Small group mini-essay paragraph writing challenge (in lieu of the typical in-class essay):

Links to the specific student responses


8 responses to “W8, #5: FESTIVAL OF MINI-ESSAYS

  1. Unknown Danger

    -quote, “Pig…We eat pig”
    -the title makes me want to find out what the danger is
    -they easily identify that the characters realize that they could be the beast
    -they say that the beast is only in their heads
    -everything emphasizes the main idea that the only dangerous thing on the island is them


    Mr. Long: Much thanks! Definitely seems to echo what we began to talk about in class this week. And I agree w/ you re: the “danger”.

  2. ” The Menace Within” caught my attention because through chapter 6 the “Menace” could be directed at more than one character. The writer of this essay did a good job of making a “catchy” title.

    This had me curious about which character they gave this title to. They seemed to have given the label to Jack because of one of the quotations. This is another thing they did really well was quotes. They made it where the sentence ran smoothly and didn’t confuse me. I liked how they say that Jack is becoming a brutal creature because I can understand what they meant by “brutal”. This also makes a good connection with one of the later quotes in the essay. Most important thing that i think the writer did was they kept my attention throughout the essay.


    Mr. Long: Excellent reflection re: the title, the quote usage, and keeping you engaged as a writer. Thanks for letting us pay attention to this essay!

  3. I picked “descent into darkness”.

    When I read it the first thing that stands out is how well they related the title to the essay. The title is very interesting and made me want to read the the essay. When I started reading it wasn’t disappointing and the essay was also very interesting. When they They did an amazing job of giving examples from the book. It seemed like it flowed very well and was very easy to follow. It was just overall a very interesting read.

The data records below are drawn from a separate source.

//! `mws` - run a paginated list operation from the command line.
//!
//! ```text
//! mws --config mws.toml --store main --action ListOrders --section orders \
//!     --param CreatedAfter=2024-01-01T00:00:00Z --param MarketplaceId.Id.1=ATVPDKIKX0DER \
//!     --record-path Orders/Order
//! ```
//!
//! With `--mock orders_1.xml,503,orders_2.xml` the same run replays fixture
//! files from the configured fixture directory instead of calling the service.

#![allow(
    clippy::multiple_crate_versions,
    reason = "transitive dependencies from reqwest and tracing-subscriber"
)]

mod observability;

use std::{num::NonZeroU32, path::PathBuf, time::Duration};

use anyhow::{Context as _, Result};
use clap::Parser;
use mws_client::{
    MwsClient,
    clock::Clock,
    config::ClientConfig,
    pagination::{ActionPair, ElementList, Paginator},
    reliability::ThrottleConfig,
    request::ApiSection,
    signing::Parameters,
    transport::{MockQueue, Transport},
};
use tokio_util::sync::CancellationToken;
use tracing::{info, warn};

use crate::observability::{LogFormat, init_observability};

/// Runs one list operation and prints every record.
#[derive(Debug, Parser)]
#[command(name = "mws", version, about)]
struct Cli {
    /// Configuration file.
    #[arg(long, default_value = "mws.toml")]
    config: PathBuf,

    /// Store whose credentials sign the requests.
    #[arg(long, default_value = "main")]
    store: String,

    /// First-page action, e.g. `ListOrders`.
    #[arg(long)]
    action: String,

    /// Continuation action; defaults to `<action>ByNextToken`.
    #[arg(long)]
    next_action: Option<String>,

    /// API section: orders, products, sellers, inbound-shipments,
    /// inventory, reports, or any name together with `--api-version`.
    #[arg(long, default_value = "orders")]
    section: String,

    /// API version of the section.
    #[arg(long)]
    api_version: Option<String>,

    /// Request parameter, repeatable.
    #[arg(long = "param", value_name = "KEY=VALUE", value_parser = parse_param)]
    params: Vec<(String, String)>,

    /// Element path of one record inside the result.
    #[arg(long)]
    record_path: String,

    /// Throttle quota group, for logging; defaults to the action.
    #[arg(long)]
    throttle_group: Option<String>,

    /// Seconds to sleep after a 503.
    #[arg(long, default_value_t = 60)]
    throttle_secs: u64,

    /// Fetch only the first page.
    #[arg(long)]
    no_auto_continue: bool,

    /// Stop after this many pages, keeping the token.
    #[arg(long)]
    max_pages: Option<NonZeroU32>,

    /// Replay fixtures instead of calling the service, e.g. `a.xml,503,b.xml`.
    #[arg(long, value_name = "LIST")]
    mock: Option<String>,

    /// Log at debug level unless `RUST_LOG` says otherwise.
    #[arg(short, long)]
    verbose: bool,
}

fn parse_param(raw: &str) -> std::result::Result<(String, String), String> {
    match raw.split_once('=') {
        Some((key, value)) if !key.is_empty() => Ok((key.to_owned(), value.to_owned())),
        _ => Err(format!("expected KEY=VALUE, got '{raw}'")),
    }
}

fn section(name: &str, version: Option<&str>) -> std::result::Result<ApiSection, String> {
    if let Some(version) = version {
        return Ok(ApiSection::new(name, version));
    }
    match name {
        "orders" => Ok(ApiSection::orders()),
        "products" => Ok(ApiSection::products()),
        "sellers" => Ok(ApiSection::sellers()),
        "inbound-shipments" => Ok(ApiSection::inbound_shipments()),
        "inventory" => Ok(ApiSection::inventory()),
        "reports" => Ok(ApiSection::reports()),
        other => Err(format!("unknown section '{other}'; pass --api-version for custom sections")),
    }
}

impl Cli {
    fn resource(&self) -> Result<ElementList> {
        let params = self.params.iter().fold(Parameters::new(), |params, (k, v)| params.with(k, v));
        let throttle = ThrottleConfig::new(
            self.throttle_group.as_deref().unwrap_or(&self.action),
            Duration::from_secs(self.throttle_secs),
        );
        let actions = match &self.next_action {
            Some(next) => ActionPair::with_next(&self.action, next),
            None => ActionPair::new(&self.action),
        };

        Ok(ElementList::new(
            &self.action,
            section(&self.section, self.api_version.as_deref()).map_err(anyhow::Error::msg)?,
            params,
            &self.record_path,
        )
        .with_actions(actions)
        .with_throttle(throttle))
    }
}

async fn run<T: Transport, C: Clock>(
    client: &MwsClient<T, C>,
    cli: &Cli,
    cancel: &CancellationToken,
) -> Result<()> {
    let mut paginator =
        Paginator::new(client, cli.resource()?).auto_continue(!cli.no_auto_continue);
    if let Some(max) = cli.max_pages {
        paginator = paginator.max_pages(max);
    }

    let records = paginator.fetch(cancel).await.with_context(|| format!("{} failed", cli.action))?;
    for (index, record) in records.iter().enumerate() {
        println!("--- record {}", index + 1);
        for (path, value) in record.flatten() {
            println!("{path}={value}");
        }
    }

    let state = paginator.state();
    println!(
        "pages={} records={} has_token={}",
        state.pages_fetched,
        state.records.len(),
        paginator.has_token()
    );
    if let Some(token) = paginator.next_token() {
        println!("next_token={token}");
    }
    Ok(())
}

async fn execute(cli: &Cli, cancel: &CancellationToken) -> Result<()> {
    let config = ClientConfig::from_file(&cli.config)
        .with_context(|| format!("failed to load config {}", cli.config.display()))?;

    if let Some(list) = &cli.mock {
        let queue = MockQueue::parse(list).context("invalid --mock list")?;
        let client = MwsClient::mock(&config, &cli.store, queue)
            .with_context(|| format!("cannot build mock client for store '{}'", cli.store))?;
        info!(fixture_dir = %config.mock.fixture_dir.display(), "replaying fixtures");
        run(&client, cli, cancel).await
    } else {
        let client = MwsClient::from_config(&config, &cli.store)
            .with_context(|| format!("cannot build client for store '{}'", cli.store))?;
        run(&client, cli, cancel).await
    }
}

#[tokio::main]
async fn main() -> Result<()> {
    let cli = Cli::parse();
    init_observability(LogFormat::from_env(), cli.verbose.then_some("debug"));

    let cancel = CancellationToken::new();
    let on_interrupt = cancel.clone();
    tokio::spawn(async move {
        if tokio::signal::ctrl_c().await.is_ok() {
            warn!("interrupted, cancelling");
            on_interrupt.cancel();
        }
    });

    execute(&cli, &cancel).await
}
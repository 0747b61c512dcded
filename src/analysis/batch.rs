use crate::analysis::error::AnalysisError;
use crate::analysis::reduce::all_longest;
use crate::analysis::scan::{longest_runs, RunLengthMap};
use crate::exec::SequenceExecutor;

/// Scan every sequence in order and merge into one global map.
pub fn analyze_serial(sequences: &[String]) -> Result<RunLengthMap, AnalysisError> {
    let per_sequence: Vec<RunLengthMap> = sequences.iter().map(|seq| longest_runs(seq)).collect();
    all_longest(&per_sequence)
}

/// Fan the per-sequence scan out through an executor and merge the
/// collected results. Produces the same map as `analyze_serial` for the
/// same input, whatever the completion order.
pub fn analyze_with(
    executor: &dyn SequenceExecutor,
    sequences: &[String],
) -> Result<RunLengthMap, AnalysisError> {
    let per_sequence = executor.run_all(sequences, longest_runs)?;
    all_longest(&per_sequence)
}
//! Longest-run analysis - per-sequence scanning and global reduction.

pub mod batch;
pub mod error;
pub mod reduce;
pub mod report;
pub mod scan;

pub use error::AnalysisError;
pub use scan::RunLengthMap;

  4. “The De-evolution from Civilization to Savagery”

    -The way the quotes just fit in
    -The flow of the whole essay
    -The line about Jack wanting to kill a fake creature
    -The Closing line “The primal awakening of violence and the increasing presence of fear catalyzes the boys evolution towards more savage actions.” is a good strong closing
    -The way the paper focuses on how Jack takes his power from the fear and the degradation of civilization

  5. In the “The Call to the Wild” essay the way they describe that Jack’s metamorphosis is invertible. Another thing they did well was the clearly stated that the adult world was that of authority not protection. I enjoyed that way that they describe the boys casting the conch into the shadows like the boys. The way they say that the mask gives the boy blood-lust. And they say a problem that will be prevalent future in the story, that the boys can do what ever they want.

  6. I chose Descent into Darkness.
    1.)I chose this one first of all because it had an intriguing title. The title hints at the plot of the chapter, but also it has a certain uniqueness.
    2.)The word choice throughout the whole essay is absolutely genius in my opinion. Especially the first sentence. “as they fall prey to their innate fear and savagery.”
    3.)The quotes in this essay flow very well. They are blended in to where they don’t even act as quotes, just as ways to back up their ideas.
    4.)It is not plot summery at all, however it does discretely hint at scenes that happened in the story very well.
    5.) The writer(s) backs his/her argument up really well.

  7. “The Best Within”
    -These people do a very good job on using the quote as part of their sentences.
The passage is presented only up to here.